#### Work request:
Using the data that follows, return exactly the lines from the one that contains "Either with bind" through the one that contains "impl From<ScenarioArg> for", ends included.

#### Stored data:
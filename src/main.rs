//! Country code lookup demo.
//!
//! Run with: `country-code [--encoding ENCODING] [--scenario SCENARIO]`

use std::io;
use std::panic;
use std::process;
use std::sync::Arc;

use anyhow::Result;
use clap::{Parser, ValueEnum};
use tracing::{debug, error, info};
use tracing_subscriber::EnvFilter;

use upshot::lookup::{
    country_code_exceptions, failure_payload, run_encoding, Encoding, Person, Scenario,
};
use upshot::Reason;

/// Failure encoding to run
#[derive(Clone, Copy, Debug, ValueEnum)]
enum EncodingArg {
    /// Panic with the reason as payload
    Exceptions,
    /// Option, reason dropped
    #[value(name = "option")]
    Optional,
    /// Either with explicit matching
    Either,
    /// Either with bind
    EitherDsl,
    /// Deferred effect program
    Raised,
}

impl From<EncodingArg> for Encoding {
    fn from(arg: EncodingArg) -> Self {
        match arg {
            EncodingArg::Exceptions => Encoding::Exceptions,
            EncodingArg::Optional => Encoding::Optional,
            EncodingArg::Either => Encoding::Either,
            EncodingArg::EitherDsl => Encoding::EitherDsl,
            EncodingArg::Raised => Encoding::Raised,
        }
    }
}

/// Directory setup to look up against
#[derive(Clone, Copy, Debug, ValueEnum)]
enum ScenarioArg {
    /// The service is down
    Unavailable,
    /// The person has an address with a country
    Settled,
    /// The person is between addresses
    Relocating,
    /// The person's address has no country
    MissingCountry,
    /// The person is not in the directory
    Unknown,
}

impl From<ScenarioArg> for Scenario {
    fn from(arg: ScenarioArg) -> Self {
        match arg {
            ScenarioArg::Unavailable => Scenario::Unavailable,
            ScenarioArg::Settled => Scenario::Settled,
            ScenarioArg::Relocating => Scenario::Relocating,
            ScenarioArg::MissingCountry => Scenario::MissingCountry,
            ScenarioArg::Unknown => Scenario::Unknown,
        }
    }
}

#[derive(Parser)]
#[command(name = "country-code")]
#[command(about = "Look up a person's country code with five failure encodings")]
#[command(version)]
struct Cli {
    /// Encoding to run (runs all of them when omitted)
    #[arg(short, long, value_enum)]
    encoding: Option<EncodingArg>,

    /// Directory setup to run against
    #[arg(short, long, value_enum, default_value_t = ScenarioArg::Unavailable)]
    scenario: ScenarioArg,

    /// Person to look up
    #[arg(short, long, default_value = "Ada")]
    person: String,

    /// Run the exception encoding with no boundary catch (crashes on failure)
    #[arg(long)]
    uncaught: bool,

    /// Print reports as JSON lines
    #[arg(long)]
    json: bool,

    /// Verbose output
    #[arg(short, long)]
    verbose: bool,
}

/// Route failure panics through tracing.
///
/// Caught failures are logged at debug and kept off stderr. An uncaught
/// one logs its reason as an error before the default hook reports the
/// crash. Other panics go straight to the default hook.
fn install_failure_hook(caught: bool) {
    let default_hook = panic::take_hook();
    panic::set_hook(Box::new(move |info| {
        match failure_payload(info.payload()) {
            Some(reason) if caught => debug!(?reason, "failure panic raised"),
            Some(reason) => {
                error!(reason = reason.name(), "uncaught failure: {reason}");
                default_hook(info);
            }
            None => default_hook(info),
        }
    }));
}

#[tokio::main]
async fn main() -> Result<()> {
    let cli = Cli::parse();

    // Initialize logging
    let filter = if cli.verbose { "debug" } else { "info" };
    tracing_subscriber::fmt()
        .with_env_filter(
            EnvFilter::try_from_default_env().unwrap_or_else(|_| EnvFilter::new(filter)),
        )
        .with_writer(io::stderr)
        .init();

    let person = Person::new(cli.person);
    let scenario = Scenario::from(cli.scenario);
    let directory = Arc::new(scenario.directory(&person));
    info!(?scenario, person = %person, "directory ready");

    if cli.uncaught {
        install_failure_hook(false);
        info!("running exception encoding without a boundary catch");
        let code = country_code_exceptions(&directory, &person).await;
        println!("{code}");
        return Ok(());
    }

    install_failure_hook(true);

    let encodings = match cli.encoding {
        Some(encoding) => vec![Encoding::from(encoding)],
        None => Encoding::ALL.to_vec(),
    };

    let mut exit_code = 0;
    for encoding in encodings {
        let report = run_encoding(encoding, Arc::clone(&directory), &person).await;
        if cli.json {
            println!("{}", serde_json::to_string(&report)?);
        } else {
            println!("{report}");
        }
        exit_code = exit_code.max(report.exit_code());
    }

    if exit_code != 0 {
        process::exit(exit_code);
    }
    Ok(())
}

#### Result for this exercise:
    /// Either with bind
    EitherDsl,
    /// Deferred effect program
    Raised,
}

impl From<EncodingArg> for Encoding {
    fn from(arg: EncodingArg) -> Self {
        match arg {
            EncodingArg::Exceptions => Encoding::Exceptions,
            EncodingArg::Optional => Encoding::Optional,
            EncodingArg::Either => Encoding::Either,
            EncodingArg::EitherDsl => Encoding::EitherDsl,
            EncodingArg::Raised => Encoding::Raised,
        }
    }
}

/// Directory setup to look up against
#[derive(Clone, Copy, Debug, ValueEnum)]
enum ScenarioArg {
    /// The service is down
    Unavailable,
    /// The person has an address with a country
    Settled,
    /// The person is between addresses
    Relocating,
    /// The person's address has no country
    MissingCountry,
    /// The person is not in the directory
    Unknown,
}

impl From<ScenarioArg> for Scenario {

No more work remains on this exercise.